* **Brief**:
For each line of the data that includes the word "value", copy the line.

* **Data**:
Segment Open

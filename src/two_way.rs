//! Two-way merge kernels shared by both rounds.
//!
//! Every kernel here is stable: when neither element is less than the other, the one from the
//! left input is emitted first.

use std::mem;

/// Merges `left` and `right` into `dst`, which must be exactly `left.len() + right.len()` long.
pub(crate) fn merge_into<T, F>(left: &[T], right: &[T], dst: &mut [T], is_less: &F)
where
    T: Clone,
    F: Fn(&T, &T) -> bool,
{
    debug_assert_eq!(dst.len(), left.len() + right.len());

    let (mut i, mut j, mut out) = (0, 0, 0);
    while i < left.len() && j < right.len() {
        if is_less(&right[j], &left[i]) {
            dst[out].clone_from(&right[j]);
            j += 1;
        } else {
            dst[out].clone_from(&left[i]);
            i += 1;
        }
        out += 1;
    }

    // At most one of these is non-empty.
    let left_tail = &left[i..];
    dst[out..out + left_tail.len()].clone_from_slice(left_tail);
    out += left_tail.len();
    dst[out..].clone_from_slice(&right[j..]);
}

/// Fuses the adjacent sorted runs `v[..mid]` and `v[mid..]` into one sorted run.
///
/// Uses a scratch buffer the size of the shorter run when one can be allocated, O(n).
/// Otherwise falls back to a rotation based merge with O(1) extra memory, O(n log n).
pub(crate) fn merge_in_place<T, F>(v: &mut [T], mid: usize, is_less: &F)
where
    T: Default,
    F: Fn(&T, &T) -> bool,
{
    let len = v.len();
    if mid == 0 || mid >= len || !is_less(&v[mid], &v[mid - 1]) {
        return;
    }

    let shorter = mid.min(len - mid);
    let mut buf = Vec::new();
    match buf.try_reserve_exact(shorter) {
        Ok(()) if mid <= len - mid => merge_lo(v, mid, buf, is_less),
        Ok(()) => merge_hi(v, mid, buf, is_less),
        Err(err) => {
            tracing::warn!(len, %err, "no scratch memory for in-place merge, rotating instead");
            merge_rotating(v, mid, is_less);
        }
    }
}

/// Left run moved into `buf`, merged front to back.
fn merge_lo<T, F>(v: &mut [T], mid: usize, mut buf: Vec<T>, is_less: &F)
where
    T: Default,
    F: Fn(&T, &T) -> bool,
{
    buf.extend(v[..mid].iter_mut().map(mem::take));

    // v[out..j] are the holes left behind, always exactly buf.len() - i of them.
    let (mut i, mut j, mut out) = (0, mid, 0);
    while i < buf.len() && j < v.len() {
        if is_less(&v[j], &buf[i]) {
            v.swap(out, j);
            j += 1;
        } else {
            v[out] = mem::take(&mut buf[i]);
            i += 1;
        }
        out += 1;
    }

    for (slot, value) in v[out..].iter_mut().zip(buf.drain(i..)) {
        *slot = value;
    }
}

/// Right run moved into `buf`, merged back to front.
fn merge_hi<T, F>(v: &mut [T], mid: usize, mut buf: Vec<T>, is_less: &F)
where
    T: Default,
    F: Fn(&T, &T) -> bool,
{
    buf.extend(v[mid..].iter_mut().map(mem::take));

    // v[i..out] are the holes, always exactly j of them.
    let (mut i, mut j, mut out) = (mid, buf.len(), v.len());
    while i > 0 && j > 0 {
        out -= 1;
        if is_less(&buf[j - 1], &v[i - 1]) {
            v.swap(out, i - 1);
            i -= 1;
        } else {
            v[out] = mem::take(&mut buf[j - 1]);
            j -= 1;
        }
    }

    for (slot, value) in v[..j].iter_mut().zip(buf.drain(..j)) {
        *slot = value;
    }
}

/// Buffer-free merge: split both runs around a pivot, rotate the middle pieces past each other
/// and recurse on the two halves.
pub(crate) fn merge_rotating<T, F>(v: &mut [T], mid: usize, is_less: &F)
where
    F: Fn(&T, &T) -> bool,
{
    let len = v.len();
    if mid == 0 || mid >= len {
        return;
    }
    if len == 2 {
        if is_less(&v[1], &v[0]) {
            v.swap(0, 1);
        }
        return;
    }

    let (cut_left, cut_right) = if mid > len - mid {
        let cut_left = mid / 2;
        let pivot = &v[cut_left];
        // Right elements strictly less than the pivot move in front of it.
        let cut_right = mid + v[mid..].partition_point(|x| is_less(x, pivot));
        (cut_left, cut_right)
    } else {
        let cut_right = mid + (len - mid) / 2;
        let pivot = &v[cut_right];
        // Left elements equal to the pivot stay in front of it.
        let cut_left = v[..mid].partition_point(|x| !is_less(pivot, x));
        (cut_left, cut_right)
    };

    v[cut_left..cut_right].rotate_left(mid - cut_left);
    let new_mid = cut_left + (cut_right - mid);
    let (lo, hi) = v.split_at_mut(new_mid);
    merge_rotating(lo, cut_left, is_less);
    merge_rotating(hi, mid - cut_left, is_less);
}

Segment Closed

* **Reply to the task**:
    for (slot, value) in v[out..].iter_mut().zip(buf.drain(i..)) {
        *slot = value;
    for (slot, value) in v[..j].iter_mut().zip(buf.drain(..j)) {
        *slot = value;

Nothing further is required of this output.